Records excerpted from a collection

//! Ambient plumbing shared by Foodgram services: configuration, tracing,
//! HTTP middleware, the common JSON error body and sea-orm helpers.

pub mod config;
pub mod error;
pub mod health;
pub mod middleware;
pub mod sea_ext;
pub mod serde;
pub mod tracing;
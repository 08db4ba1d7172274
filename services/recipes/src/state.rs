use sea_orm::DatabaseConnection;

use crate::infra::db::{
    DbFavoriteRepository, DbIngredientRepository, DbRecipeRepository, DbShoppingCartRepository,
    DbSubscriptionRepository, DbTagRepository, DbUserRepository,
};

/// Shared application state passed to every handler via axum `State`.
#[derive(Clone)]
pub struct AppState {
    pub db: DatabaseConnection,
}

impl AppState {
    pub fn user_repo(&self) -> DbUserRepository {
        DbUserRepository {
            db: self.db.clone(),
        }
    }

    pub fn ingredient_repo(&self) -> DbIngredientRepository {
        DbIngredientRepository {
            db: self.db.clone(),
        }
    }

    pub fn tag_repo(&self) -> DbTagRepository {
        DbTagRepository {
            db: self.db.clone(),
        }
    }

    pub fn recipe_repo(&self) -> DbRecipeRepository {
        DbRecipeRepository {
            db: self.db.clone(),
        }
    }

    pub fn cart_repo(&self) -> DbShoppingCartRepository {
        DbShoppingCartRepository {
            db: self.db.clone(),
        }
    }

    pub fn favorite_repo(&self) -> DbFavoriteRepository {
        DbFavoriteRepository {
            db: self.db.clone(),
        }
    }

    pub fn subscription_repo(&self) -> DbSubscriptionRepository {
        DbSubscriptionRepository {
            db: self.db.clone(),
        }
    }
}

• [About this exercise]: Using the entries above, quote each line verbatim from the first through the line that contains "repository 08db4ba1d7172274".

• [Exercise output]:
//! Ambient plumbing shared by Foodgram services: configuration, tracing,
//! HTTP middleware, the common JSON error body and sea-orm helpers.

pub mod config;
pub mod error;
pub mod health;
pub mod middleware;
pub mod sea_ext;
pub mod serde;
pub mod tracing;
repository 08db4ba1d7172274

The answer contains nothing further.